Genre-Based Approach
The Genre-Based Approach (GBA) to language and literacy teaching was developed primarily by the "Sydney School" in Australia during the 1980s-90s, led by J.R. Martin, Joan Rothery, and Frances Christie, drawing on M.A.K. Halliday's Systemic Functional Linguistics (SFL). Genre is defined as a "staged, goal-oriented social process," a recognisable text type shaped by its social purpose (e.g., recount, explanation, argument, report).
The Teaching-Learning Cycle
The pedagogical backbone of GBA is the Teaching-Learning Cycle (TLC), which exists in two canonical forms. Callaghan and Rothery (1988), reporting from the Sydney DSP Literacy Project, set out a three-stage cycle:
- Modelling (Deconstruction): Teacher and learners analyse a model text — its social purpose, staged schematic structure, and signature linguistic features (register, cohesive devices, grammatical patterns typical of the genre).

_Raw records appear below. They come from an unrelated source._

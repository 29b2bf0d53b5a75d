//! Lock-free pipeline counters
//!
//! Written by the capture and playback callbacks, read by the control
//! thread. Every access is `Ordering::Relaxed`: the counters are for
//! visibility only and never guard other memory.

use std::sync::atomic::{AtomicBool, AtomicU64, AtomicUsize, Ordering};

/// Counters shared by both real-time paths
#[derive(Debug, Default)]
pub struct PipelineAtomics {
    /// Buffers pushed onto the captured queue
    pub buffers_captured: AtomicU64,
    /// Captured buffers the playback device finished with
    pub buffers_played: AtomicU64,
    /// Times the silent buffer was handed to the playback device
    pub silence_inserted: AtomicU64,
    /// Times the capture path ran out of free buffers and stopped its device
    pub capture_starvations: AtomicU64,
    /// Completions that did not match the shadow queue (or a push that could not land)
    pub shadow_desyncs: AtomicU64,
    /// Capture device is stopped waiting for a control-thread restart
    pub capture_starved: AtomicBool,
    /// Silence entries currently in the playback shadow queue
    pub silent_in_flight: AtomicUsize,
    /// A path saw a desync; the control thread should take a census
    pub census_requested: AtomicBool,
}

impl PipelineAtomics {
    pub fn new() -> Self {
        Self::default()
    }

    /// Whether the capture path stopped itself (lock-free)
    #[inline]
    pub fn capture_starved(&self) -> bool {
        self.capture_starved.load(Ordering::Relaxed)
    }

    /// Count a shadow desync and flag it for the control thread
    #[inline]
    pub fn record_desync(&self) {
        self.shadow_desyncs.fetch_add(1, Ordering::Relaxed);
        self.census_requested.store(true, Ordering::Relaxed);
    }

    /// Clear and return the census request flag
    #[inline]
    pub fn take_census_request(&self) -> bool {
        self.census_requested.swap(false, Ordering::Relaxed)
    }

    #[inline]
    pub fn silent_in_flight(&self) -> usize {
        self.silent_in_flight.load(Ordering::Relaxed)
    }

    /// Copy every counter out
    pub fn snapshot(&self, effect_skips: u64) -> PipelineStats {
        PipelineStats {
            buffers_captured: self.buffers_captured.load(Ordering::Relaxed),
            buffers_played: self.buffers_played.load(Ordering::Relaxed),
            silence_inserted: self.silence_inserted.load(Ordering::Relaxed),
            capture_starvations: self.capture_starvations.load(Ordering::Relaxed),
            shadow_desyncs: self.shadow_desyncs.load(Ordering::Relaxed),
            effect_skips,
        }
    }
}

/// Point-in-time copy of [`PipelineAtomics`]
#[derive(Debug, Clone, Copy, Default, PartialEq, Eq)]
pub struct PipelineStats {
    pub buffers_captured: u64,
    pub buffers_played: u64,
    pub silence_inserted: u64,
    pub capture_starvations: u64,
    pub shadow_desyncs: u64,
    /// Echo calls that passed audio through unmodified
    pub effect_skips: u64,
}

impl std::fmt::Display for PipelineStats {
    fn fmt(&self, f: &mut std::fmt::Formatter<'_>) -> std::fmt::Result {
        write!(
            f,
            "captured={} played={} silence={} starvations={} desyncs={} effect_skips={}",
            self.buffers_captured,
            self.buffers_played,
            self.silence_inserted,
            self.capture_starvations,
            self.shadow_desyncs,
            self.effect_skips
        )
    }
}

#[cfg(test)]
mod tests {
    use super::*;

    #[test]
    fn test_desync_requests_one_census() {
        let atomics = PipelineAtomics::new();
        assert!(!atomics.take_census_request());

        atomics.record_desync();
        atomics.record_desync();
        assert!(atomics.take_census_request());
        assert!(!atomics.take_census_request());
        assert_eq!(atomics.snapshot(0).shadow_desyncs, 2);
    }
}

- Joint Construction: Teacher and class collaboratively compose a new text in the target genre, with the teacher scribing and eliciting to make rhetorical and linguistic choices explicit.
- Independent Construction: Learners produce their own text with decreasing teacher support.
Hammond, Burns, Joyce, Brosnan and Gerot (1992), in English for Social Purposes: A Handbook for Teachers of Adult Literacy (NCELTR, Sydney), adapted the cycle for TESOL in the Australian Adult Migrant English Program and added an upfront stage, giving the four-part TESOL version now standard in L2 settings:
- Building Knowledge of the Field (BKoF) — develop topic/content knowledge and register before the genre is introduced, on the argument that adult L2 learners often lack the field knowledge L1 students take for granted, and genre work without it fails.
- Modelling of Text (MoT)
- Joint Construction of Text (JCoT)
- Independent Construction of Text (ICoT)
Rothery (1994, 1996) later refined the original cycle along similar lines, and the four-stage TESOL version is the one written into Indonesia's national English curriculum and most contemporary L2 writing pedagogy. The cycle's scaffolding logic is explicitly Vygotskyan: support is heavy at MoT, handed over at JCoT, and released at ICoT.
Why It Matters
The Sydney School developed GBA specifically to address educational inequality. Research showed that disadvantaged and L2 learners often lacked implicit knowledge of the genres valued in schooling and assessment. Making genre conventions explicit, rather than hoping learners would absorb them, was a deliberate equity strategy.
Influence
GBA has shaped EAP, IELTS writing instruction, and L2 writing pedagogy globally. It contrasts with Process Writing by insisting that what is written (genre knowledge) matters as much as how it is written (composing processes).
References
- Callaghan, M. & Rothery, J. (1988). Teaching Factual Writing: A Genre-Based Approach. Report of the DSP Literacy Project, Metropolitan East Region. Sydney: Metropolitan East DSP.
- Hammond, J., Burns, A., Joyce, H., Brosnan, D. & Gerot, L. (1992). English for Social Purposes: A Handbook for Teachers of Adult Literacy. Sydney: NCELTR, Macquarie University.
- Martin, J. R. & Rose, D. (2008). Genres and Institutions: Social Processes in the Workplace and School. London: Continuum.
- Rothery, J. (1994). Exploring Literacy in School English (Write It Right Resources for Literacy and Learning). Sydney: Metropolitan East DSP.
- Rothery, J. (1996). Making changes: Developing an educational linguistics. In R. Hasan & G. Williams (Eds.), Literacy in Society (pp. 86–123). London: Longman.